O that thou hadst hearkened to my commandments! then had thy peace been as a river, and thy righteousness as the waves of the sea. (Isa. 48, 18.)
The many promises and threatenings of the Bible had one end in view, viz: obedience. Prophet and poet wept over the fate of a people, because of its disobedience. David declares "Rivers of water run down mine eyes, because they keep not thy law."
Psa. 119, 136. Isaiah, surrounded by a night of moral gloom, laments the want of fidelity; for obedience, to the prophet, meant moral science— adherence to the ten commandments. This is the "early rain" or first lesson in the ascension from mortality to immortality.
Obedience, in the mortal sense of it, is forced compliance with unloved duty; is grim, compulsory, slavish: in Science, it is acting upon the "higher staging built for diviner claims," and is cheerful, spontaneous, free.
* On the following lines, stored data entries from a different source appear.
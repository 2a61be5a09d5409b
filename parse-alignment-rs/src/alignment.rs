use anyhow::Result;
use noodles::sam::alignment::record::data::field::Tag;
use noodles::sam::alignment::record::Flags;
use noodles::sam::alignment::RecordBuf;
use std::collections::VecDeque;

/// The fields of one alignment record that the pipeline and the read model consume.
///
/// Records are filled in place by an [`AlignmentSource`] so the name buffer is
/// reused from one record to the next.
#[derive(Debug, Clone, Default, PartialEq)]
pub struct AlignmentRecord {
    pub name: String,
    pub flags: Flags,
    /// 0-based reference (transcript) index.
    pub ref_id: Option<usize>,
    /// 1-based, inclusive alignment start on the transcript.
    pub start: Option<u32>,
    /// 1-based, inclusive alignment end on the transcript.
    pub end: Option<u32>,
    pub template_length: i32,
    pub read_len: usize,
    /// Edit distance (`NM` tag).
    pub mismatches: Option<u32>,
    /// Mean phred base quality; `None` when qualities are absent.
    pub mean_quality: Option<f64>,
}

impl AlignmentRecord {
    /// Marks the end-of-stream sentinel.
    pub fn clear(&mut self) {
        self.name.clear();
        self.flags = Flags::empty();
        self.ref_id = None;
        self.start = None;
        self.end = None;
        self.template_length = 0;
        self.read_len = 0;
        self.mismatches = None;
        self.mean_quality = None;
    }

    /// Copy `other` into `self` without giving up `self`'s name allocation.
    pub fn copy_from(&mut self, other: &AlignmentRecord) {
        self.name.clear();
        self.name.push_str(&other.name);
        self.flags = other.flags;
        self.ref_id = other.ref_id;
        self.start = other.start;
        self.end = other.end;
        self.template_length = other.template_length;
        self.read_len = other.read_len;
        self.mismatches = other.mismatches;
        self.mean_quality = other.mean_quality;
    }

    /// Refill from a decoded SAM/BAM record.
    pub fn fill_from(&mut self, record: &RecordBuf) {
        self.name.clear();
        match record.name() {
            Some(name) => self
                .name
                .push_str(&String::from_utf8_lossy(<_ as AsRef<[u8]>>::as_ref(name))),
            // `*` QNAME. The empty name is reserved for end of stream.
            None => self.name.push('*'),
        }
        self.flags = record.flags();
        self.ref_id = record.reference_sequence_id();
        self.start = record.alignment_start().map(|p| p.get() as u32);
        self.end = record.alignment_end().map(|p| p.get() as u32);
        self.template_length = record.template_length();
        self.read_len = record.sequence().len();
        self.mismatches = record
            .data()
            .get(&Tag::EDIT_DISTANCE)
            .and_then(|v| v.as_int())
            .and_then(|n| u32::try_from(n).ok());
        let quals: &[u8] = record.quality_scores().as_ref();
        self.mean_quality = if quals.is_empty() || quals.iter().all(|&q| q == 0xff) {
            None
        } else {
            let sum: u64 = quals.iter().map(|&q| u64::from(q)).sum();
            Some(sum as f64 / quals.len() as f64)
        };
    }
}

/// A stream of alignment records ordered so that all records of one read are contiguous.
pub trait AlignmentSource {
    /// Read the next record into `record`. Returns `Ok(false)` at end of stream.
    fn read_record(&mut self, record: &mut AlignmentRecord) -> Result<bool>;
}

impl<S: AlignmentSource + ?Sized> AlignmentSource for &mut S {
    fn read_record(&mut self, record: &mut AlignmentRecord) -> Result<bool> {
        (**self).read_record(record)
    }
}

/// In-memory source, used when records were produced by something other than a file reader.
#[derive(Debug, Default, Clone)]
pub struct VecSource {
    records: VecDeque<AlignmentRecord>,
}

impl VecSource {
    pub fn new(records: Vec<AlignmentRecord>) -> Self {
        Self { records: records.into() }
    }
}

impl AlignmentSource for VecSource {
    fn read_record(&mut self, record: &mut AlignmentRecord) -> Result<bool> {
        match self.records.pop_front() {
            Some(next) => {
                record.copy_from(&next);
                Ok(true)
            }
            None => Ok(false),
        }
    }
}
Obedience means emancipation, and institutes the beginning of it. It is the "salt" perpetuating good works which "prove what is that good and acceptable and perfect will of God."
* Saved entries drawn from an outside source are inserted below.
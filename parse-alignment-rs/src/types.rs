/// 1-based transcript identifier as written to the probability file; 0 is the noise entry.
pub type TrId = u32;

// Fast hash sets using AHash instead of the default SipHash.
// Import with `use crate::types::{HashSet, HashSetExt}`; `HashSetExt` provides `::new()`.
pub(crate) type HashSet<K> = ahash::HashSet<K>;
pub(crate) use ahash::HashSetExt;
/// End-to-end runs of the `parse-alignment` binary on a small generated SAM file.
use noodles::sam::alignment::io::Write as _;
use noodles::{bam, sam};
use std::fs::{self, File};
use std::io::BufReader;
use std::path::{Path, PathBuf};
use std::process::{Command, Output};

// ── helpers ──────────────────────────────────────────────────────────────────

const HEADER: &str = "@HD\tVN:1.6\n@SQ\tSN:t1\tLN:300\n@SQ\tSN:t2\tLN:200\n";

fn record(name: &str, flag: u16, rname: &str, pos: u32, rnext: &str, pnext: u32, tlen: i32) -> String {
    let (cigar, seq) = if flag & 4 != 0 { ("*", "*".to_string()) } else { ("50M", "A".repeat(50)) };
    format!("{name}\t{flag}\t{rname}\t{pos}\t255\t{cigar}\t{rnext}\t{pnext}\t{tlen}\t{seq}\t*\tNM:i:0\n")
}

fn alignments() -> String {
    let mut sam = String::new();
    sam += &record("r1", 0, "t1", 11, "*", 0, 0);
    sam += &record("r2", 4, "*", 0, "*", 0, 0);
    sam += &record("r3", 0, "t1", 21, "*", 0, 0);
    sam += &record("r3", 256, "t2", 31, "*", 0, 0);
    sam += &record("p1", 99, "t1", 1, "=", 101, 150);
    sam += &record("p1", 147, "t1", 101, "=", 1, -150);
    for pos in [1, 41, 81, 121] {
        sam += &record("many", 256, "t1", pos, "*", 0, 0);
    }
    sam
}

fn fasta(len_t2: usize) -> String {
    format!(">t1 gene=G1\n{}\n>t2 gene=G2\n{}\n", "ACGT".repeat(75), "A".repeat(len_t2))
}

struct Fixture {
    dir: tempfile::TempDir,
}

impl Fixture {
    fn new(header: &str, len_t2: usize) -> Self {
        Self::with_records(header, &alignments(), len_t2)
    }

    fn with_records(header: &str, records: &str, len_t2: usize) -> Self {
        let dir = tempfile::tempdir().expect("tempdir");
        fs::write(dir.path().join("reads.sam"), format!("{header}{records}")).unwrap();
        fs::write(dir.path().join("tr.fa"), fasta(len_t2)).unwrap();
        Self { dir }
    }

    fn path(&self, name: &str) -> PathBuf {
        self.dir.path().join(name)
    }

    fn run(&self, extra: &[&str]) -> Output {
        self.run_on("reads.sam", "reads.prob", extra)
    }

    fn run_on(&self, input: &str, out: &str, extra: &[&str]) -> Output {
        Command::new(bin())
            .arg(self.path(input))
            .arg("-o")
            .arg(self.path(out))
            .arg("-s")
            .arg(self.path("tr.fa"))
            .args(extra)
            .arg("-q")
            .output()
            .expect("failed to spawn parse-alignment")
    }
}

fn bin() -> PathBuf {
    PathBuf::from(env!("CARGO_BIN_EXE_parse-alignment"))
}

/// Re-encode a SAM file as BAM.
fn sam_to_bam(src: &Path, dst: &Path) {
    let mut reader = sam::io::Reader::new(BufReader::new(File::open(src).unwrap()));
    let header = reader.read_header().unwrap();
    let mut writer = bam::io::Writer::new(File::create(dst).unwrap());
    writer.write_header(&header).unwrap();
    for result in reader.record_bufs(&header) {
        writer.write_alignment_record(&header, &result.unwrap()).unwrap();
    }
    writer.finish(&header).unwrap();
}

fn assert_success(out: &Output) {
    assert!(out.status.success(), "stderr: {}", String::from_utf8_lossy(&out.stderr));
}

fn read(path: &Path) -> String {
    fs::read_to_string(path).unwrap_or_else(|e| panic!("read {}: {e}", path.display()))
}

// ── tests ─────────────────────────────────────────────────────────────────────

#[test]
fn writes_probability_file() {
    let fx = Fixture::new(HEADER, 200);
    let out = fx.run(&["--limitA", "3", "--uniform"]);
    assert!(out.status.success(), "stderr: {}", String::from_utf8_lossy(&out.stderr));

    let text = read(&fx.path("reads.prob"));
    let mut lines = text.lines();
    assert_eq!(lines.next(), Some("# Ntotal 5"));
    assert_eq!(lines.next(), Some("# Nmap 3"));
    assert_eq!(lines.next(), Some("# LOGFORMAT (probabilities saved on log scale.)"));
    assert_eq!(lines.next(), Some("# r_name num_alignments (tr_id prob )^*{num_alignments}"));

    let reads: Vec<Vec<&str>> = lines.map(|l| l.split(' ').collect()).collect();
    let names: Vec<&str> = reads.iter().map(|f| f[0]).collect();
    assert_eq!(names, vec!["r1", "r3", "p1"]);

    assert_eq!(&reads[0][1..3], &["2", "1"]);
    assert_eq!(reads[1][1], "3");
    assert_eq!(reads[1][2], "1");
    assert_eq!(reads[1][4], "2");
    assert_eq!(&reads[2][1..3], &["2", "1"]);
    for fields in &reads {
        assert_eq!(fields[fields.len() - 2], "0");
        for value in fields[2..].iter().skip(1).step_by(2) {
            let p: f64 = value.parse().unwrap();
            assert!(p < 0.0, "log probability {value} should be negative");
            assert!(value.contains("e-") || value.contains("e+"), "{value}");
        }
    }
}

#[test]
fn reads_n_raises_total() {
    let fx = Fixture::new(HEADER, 200);
    let out = fx.run(&["-N", "1000"]);
    assert!(out.status.success());
    assert!(read(&fx.path("reads.prob")).starts_with("# Ntotal 1000\n# Nmap 4\n"));
}

#[test]
fn failed_reads_and_transcript_info_are_exported() {
    let fx = Fixture::new(HEADER, 200);
    let failed = fx.path("failed.txt");
    let tr = fx.path("out.tr");
    let dist = fx.path("dist.txt");
    let out = fx.run(&[
        "--failed",
        failed.to_str().unwrap(),
        "-t",
        tr.to_str().unwrap(),
        "--distributionFile",
        dist.to_str().unwrap(),
    ]);
    assert!(out.status.success(), "stderr: {}", String::from_utf8_lossy(&out.stderr));

    assert_eq!(read(&failed), "r2\n");
    let info = read(&tr);
    let rows: Vec<&str> = info.lines().collect();
    assert_eq!(rows[0], "# M 2");
    assert!(rows[1].starts_with("G1 t1 300 "), "{}", rows[1]);
    assert!(rows[2].starts_with("G2 t2 200 "), "{}", rows[2]);
    assert!(read(&dist).contains("reads_observed"));

    // A second run must not clobber the existing transcript info.
    let out = fx.run(&["-t", tr.to_str().unwrap()]);
    assert!(out.status.success());
    assert_eq!(read(&tr), info);
    assert!(fx.path("out.tr-NEW").exists());
}

#[test]
fn missing_header_needs_transcript_info() {
    let fx = Fixture::new("", 200);
    let out = fx.run(&[]);
    assert!(!out.status.success());
    assert!(String::from_utf8_lossy(&out.stderr).contains("header"));
}

#[test]
fn transcript_length_mismatch_is_fatal() {
    let fx = Fixture::new(HEADER, 199);
    let out = fx.run(&[]);
    assert!(!out.status.success());
    assert!(!fx.path("reads.prob").exists());
}

#[test]
fn unknown_format_is_fatal() {
    let fx = Fixture::new(HEADER, 200);
    fs::rename(fx.path("reads.sam"), fx.path("reads.txt")).unwrap();
    let out = Command::new(bin())
        .arg(fx.path("reads.txt"))
        .arg("-o")
        .arg(fx.path("reads.prob"))
        .arg("-s")
        .arg(fx.path("tr.fa"))
        .output()
        .expect("spawn");
    assert!(!out.status.success());

    let out = Command::new(bin())
        .arg(fx.path("reads.txt"))
        .args(["-f", "sam", "-q", "-o"])
        .arg(fx.path("reads.prob"))
        .arg("-s")
        .arg(fx.path("tr.fa"))
        .output()
        .expect("spawn");
    assert!(out.status.success(), "stderr: {}", String::from_utf8_lossy(&out.stderr));
}

#[test]
fn headerless_alignments_use_transcript_info_file() {
    let with_header = Fixture::new(HEADER, 200);
    assert_success(&with_header.run(&["--limitA", "3"]));

    let fx = Fixture::new("", 200);
    let info = fx.path("in.tr");
    fs::write(&info, "# M 2\nG1 t1 300\nG2 t2 200\n").unwrap();
    assert_success(&fx.run(&["--limitA", "3", "-t", info.to_str().unwrap()]));

    assert_eq!(read(&fx.path("reads.prob")), read(&with_header.path("reads.prob")));
    assert_eq!(read(&info), "# M 2\nG1 t1 300\nG2 t2 200\n");
    assert!(read(&fx.path("in.tr-NEW")).starts_with("# M 2\nG1 t1 300 "));
}

#[test]
fn star_read_name_does_not_end_input() {
    let mut records = String::new();
    records += &record("r1", 0, "t1", 11, "*", 0, 0);
    records += &record("*", 0, "t1", 51, "*", 0, 0);
    records += &record("r9", 0, "t2", 5, "*", 0, 0);
    let fx = Fixture::with_records(HEADER, &records, 200);
    assert_success(&fx.run(&[]));

    let text = read(&fx.path("reads.prob"));
    assert!(text.starts_with("# Ntotal 3\n# Nmap 3\n"), "{text}");
    let names: Vec<&str> = text
        .lines()
        .filter(|l| !l.starts_with('#'))
        .filter_map(|l| l.split(' ').next())
        .collect();
    assert_eq!(names, vec!["r1", "*", "r9"]);
}

#[test]
fn bam_input_matches_sam_for_any_thread_count() {
    let fx = Fixture::new(HEADER, 200);
    sam_to_bam(&fx.path("reads.sam"), &fx.path("reads.bam"));

    assert_success(&fx.run(&["--limitA", "3"]));
    assert_success(&fx.run_on("reads.bam", "single.prob", &["--limitA", "3", "-P", "1"]));
    assert_success(&fx.run_on("reads.bam", "multi.prob", &["--limitA", "3", "-P", "3"]));

    let expected = read(&fx.path("reads.prob"));
    assert_eq!(read(&fx.path("single.prob")), expected);
    assert_eq!(read(&fx.path("multi.prob")), expected);
}

#[test]
fn verbose_flag_enables_progress_messages() {
    let fx = Fixture::new(HEADER, 200);
    let run = |flags: &[&str]| {
        let out = Command::new(bin())
            .arg(fx.path("reads.sam"))
            .arg("-o")
            .arg(fx.path("reads.prob"))
            .arg("-s")
            .arg(fx.path("tr.fa"))
            .args(flags)
            .env_remove("RUST_LOG")
            .output()
            .expect("spawn");
        assert_success(&out);
        String::from_utf8_lossy(&out.stderr).into_owned()
    };

    assert!(!run(&["--uniform"]).contains("analyzed reads"));
    assert!(run(&["--uniform", "-v"]).contains("analyzed reads"));
    assert!(run(&["--uniform", "-q"]).is_empty());
}
use crate::alignment::{AlignmentRecord, AlignmentSource};
use anyhow::Result;

/// One read's alignment: the first mate, and the second mate when both aligned as a proper pair.
#[derive(Debug, Clone, Default, PartialEq)]
pub struct Fragment {
    pub first: AlignmentRecord,
    pub second: AlignmentRecord,
    pub paired: bool,
}

impl Fragment {
    pub fn name(&self) -> &str {
        &self.first.name
    }

    /// An empty name marks end of stream.
    pub fn is_valid(&self) -> bool {
        !self.first.name.is_empty()
    }

    pub fn second_mate(&self) -> Option<&AlignmentRecord> {
        self.paired.then_some(&self.second)
    }

    pub fn copy_from(&mut self, other: &Fragment) {
        self.first.copy_from(&other.first);
        self.second.copy_from(&other.second);
        self.paired = other.paired;
    }
}

/// Groups records into fragments with one fragment of lookahead.
///
/// The source must keep all records of one read contiguous (name-sorted or
/// aligner output order). This is not checked; unsorted input is silently
/// mis-grouped.
pub struct FragmentReader<S> {
    source: S,
    current: Fragment,
    next: Fragment,
}

impl<S: AlignmentSource> FragmentReader<S> {
    /// Wrap `source` and load the first fragment into the lookahead buffer.
    pub fn new(source: S) -> Result<Self> {
        let mut reader = Self {
            source,
            current: Fragment::default(),
            next: Fragment::default(),
        };
        reader.advance()?;
        Ok(reader)
    }

    /// Move the lookahead fragment into `current` and read the following one.
    ///
    /// Returns `false` once `current` is the end-of-stream sentinel. The last
    /// real fragment is still returned after the sentinel has been loaded
    /// into the lookahead.
    pub fn advance(&mut self) -> Result<bool> {
        std::mem::swap(&mut self.current, &mut self.next);
        let current_ok = self.current.is_valid();

        if !self.source.read_record(&mut self.next.first)? {
            self.next.first.clear();
            self.next.paired = false;
            return Ok(current_ok);
        }
        // Only proper pairs are grouped; the following record is taken as the mate.
        self.next.paired = self.next.first.flags.is_properly_segmented()
            && self.source.read_record(&mut self.next.second)?;
        Ok(current_ok)
    }

    pub fn current(&self) -> &Fragment {
        &self.current
    }

    pub fn next(&self) -> &Fragment {
        &self.next
    }

    /// True when `current` is the last fragment of its read.
    pub fn at_read_end(&self) -> bool {
        self.current.name() != self.next.name()
    }
}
Rom. xii. 2. It leads to the Mount of clear vision; for "Where there is no vision, the people perish."
Prov. xxix. 18; Science and Health, 6, 5. All the angel messages in remote, Scriptural days came only to the faithful toilers. Who are the faithful? Those possessing that which renders faithful, obedient—true expressions of Principle. Zacharias, walking in all the commandments blameless, sees the glory preceding the birth of Christ; Paul, obedient to the heavenly vision, does not "frustrate the grace of God;" and Jesus, "the Way-shower and pattern," "became obedient unto death, even the death of the cross."
Phil. ii. 8. They all "hearkened to the commandments"—were conscious of Truth's presence.